Voici une production très caractéristique du style de Dmitri Tcherniakov : modernisation du propos, détournement de l’action présentée dans un contexte complétement différent et présence constante d’une certaine violence. Comme toujours avec le metteur en scène russe, la direction d’acteurs est très travaillée, certaines scènes sont brillantes lorsque le détournement de l’histoire fonctionne mais d’autres, au mieux, ne sont juste pas convaincantes.


Ce Freischütz se passe donc dans les temps modernes. Il n’y a pas de semi-conte de fées avec gentils, méchants, et présence des esprits et du diable... Max est un employé « ambitieux » nous dit-on, qui travaille dans l’entreprise de Kuno, méchant patron fumant le cigare. Même si sa fille a claqué la porte de la famille, il semble que Kuno cherche sa revanche en acceptant ce mariage à la condition que Max tire sur un passant dans la rue. Ajoutons à cela que même s’il s’agit d’une macabre farce, Max va sombrer dans la folie et réellement tuer...


Si la scène de la Gorge aux loups colle assez bien à cette réécriture avec un Kaspar déjanté à souhait, il faut hélas supporter pour étayer l’histoire une quantité de vidéos avec des gros plans sur les personnages et des dialogues d’une subtilité de romans photos. Les scènes entre Agathe et Annette n’ont pas grand sens et donnent l’impression de ne pas intéresser Tcherniakov. Le « concept » ne marche pas assez et l’impression dominante résulte plus des scènes incohérentes que de celles qui bénéficient de la réinvention.

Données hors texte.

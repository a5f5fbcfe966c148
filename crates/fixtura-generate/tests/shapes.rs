use chrono::NaiveDate;
use fixtura_core::{EntityShape, Human, PASSWORD_LENGTH};
use fixtura_generate::shapes::catalog::categories;
use fixtura_generate::shapes::person::{addresses, earliest_birth_date, humans};
use fixtura_generate::shapes::user::users;
use fixtura_generate::{EntityGenerator, RandomSource, shapes};

fn slug(name: &str) -> String {
    name.chars()
        .filter(char::is_ascii_alphanumeric)
        .map(|c| c.to_ascii_lowercase())
        .collect()
}

#[test]
fn email_is_derived_from_names() {
    for human in humans(30, true).expect("humans") {
        let (local, domain) = human.email.split_once('@').expect("mailbox");
        assert!(!domain.is_empty());
        assert!(local.starts_with(&slug(&human.first_name)), "{}", human.email);
        assert!(local.contains(&slug(&human.last_name)), "{}", human.email);
    }
}

#[test]
fn national_ids_are_nine_digits() {
    for human in humans(30, false).expect("humans") {
        assert_eq!(human.national_id.len(), 9);
        assert!(human.national_id.bytes().all(|b| b.is_ascii_digit()));
    }
}

#[test]
fn owned_address_shares_the_person_id() {
    let people = humans(8, true).expect("humans");
    for human in &people {
        assert_eq!(human.address.id, human.id);
        assert!(!human.address.city.is_empty());
        assert!(!human.address.street.is_empty());
    }
}

#[test]
fn birth_dates_stay_within_the_reference_window() {
    let reference = NaiveDate::from_ymd_opt(1950, 6, 30).expect("date");
    let mut source = RandomSource::install(Some(11)).with_reference_date(reference);
    let rules = shapes::person::human_rules().expect("rules");
    let people: Vec<Human> = EntityGenerator::new(rules)
        .generate_with(50, &mut source)
        .expect("humans");

    for human in &people {
        assert!(human.birth_date >= earliest_birth_date());
        assert!(human.birth_date <= reference);
    }
}

#[test]
fn reference_date_before_earliest_birth_fails() {
    let reference = NaiveDate::from_ymd_opt(1850, 1, 1).expect("date");
    let mut source = RandomSource::install(Some(1)).with_reference_date(reference);
    let rules = shapes::person::human_rules().expect("rules");
    let err = EntityGenerator::new(rules)
        .generate_with(1, &mut source)
        .unwrap_err();
    assert!(err.to_string().contains("human.birth_date"), "{err}");
}

#[test]
fn passwords_are_word_characters() {
    for user in users(20, true).expect("users") {
        assert_eq!(user.password.chars().count(), PASSWORD_LENGTH);
        assert!(
            user.password
                .chars()
                .all(|c| c.is_ascii_alphanumeric() || c == '_')
        );
        assert!(!user.user_name.is_empty());
    }
}

#[test]
fn standalone_batches_have_sequential_ids() {
    let ids: Vec<u32> = addresses(4, true)
        .expect("addresses")
        .iter()
        .map(EntityShape::id)
        .collect();
    assert_eq!(ids, vec![1, 2, 3, 4]);

    let names = categories(3, true).expect("categories");
    assert!(names.iter().all(|c| c.products.is_empty() && !c.name.is_empty()));
}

Le niveau musical du plateau réuni est globalement de grande qualité. Les petits rôles, Bálint Szabó et Sean Michael Plumb, ont les formats de leurs personnages. La présence de Georg Zeppenfeld dans le petit rôle de l’Ermite (qui bien évidemment n’en n’est pas un ici) est un casting de luxe qu’il faut savoir apprécier. Voici un rôle qui, comme Don Fernando à la fin du Fidelio de Beethoven, a à chanter une partie brève mais simplement magique... Dans le rôle de Max, Pavel Cernoch n’était pas ce soir très à son aise. En revanche, à ses côtés, Tomasz Konieczny impressionne par la noirceur du timbre, la puissance du chant et la qualité du jeu. Les deux rôles féminins étaient de grande qualité : Weber n’a pas facilité la tâche des sopranos qui doivent chanter le rôle si difficile d’Annette mais si quelqu’un peut le faire, c’est bien Anna Prohaska. En Agathe, Golda Schultz sait merveilleusement phraser, sa ligne de chant et ses aigus pianissimo sont exemplaires et le résultat est très touchant. Au pupitre, Lothar Koenigs qui a souvent dirigé à Lyon (voir ici), trouve le dramatisme propre à l’œuvre. Il sera de retour dans la saison pour la reprise de Tristan et la nouvelle production de Capriccio lors du festival de juillet.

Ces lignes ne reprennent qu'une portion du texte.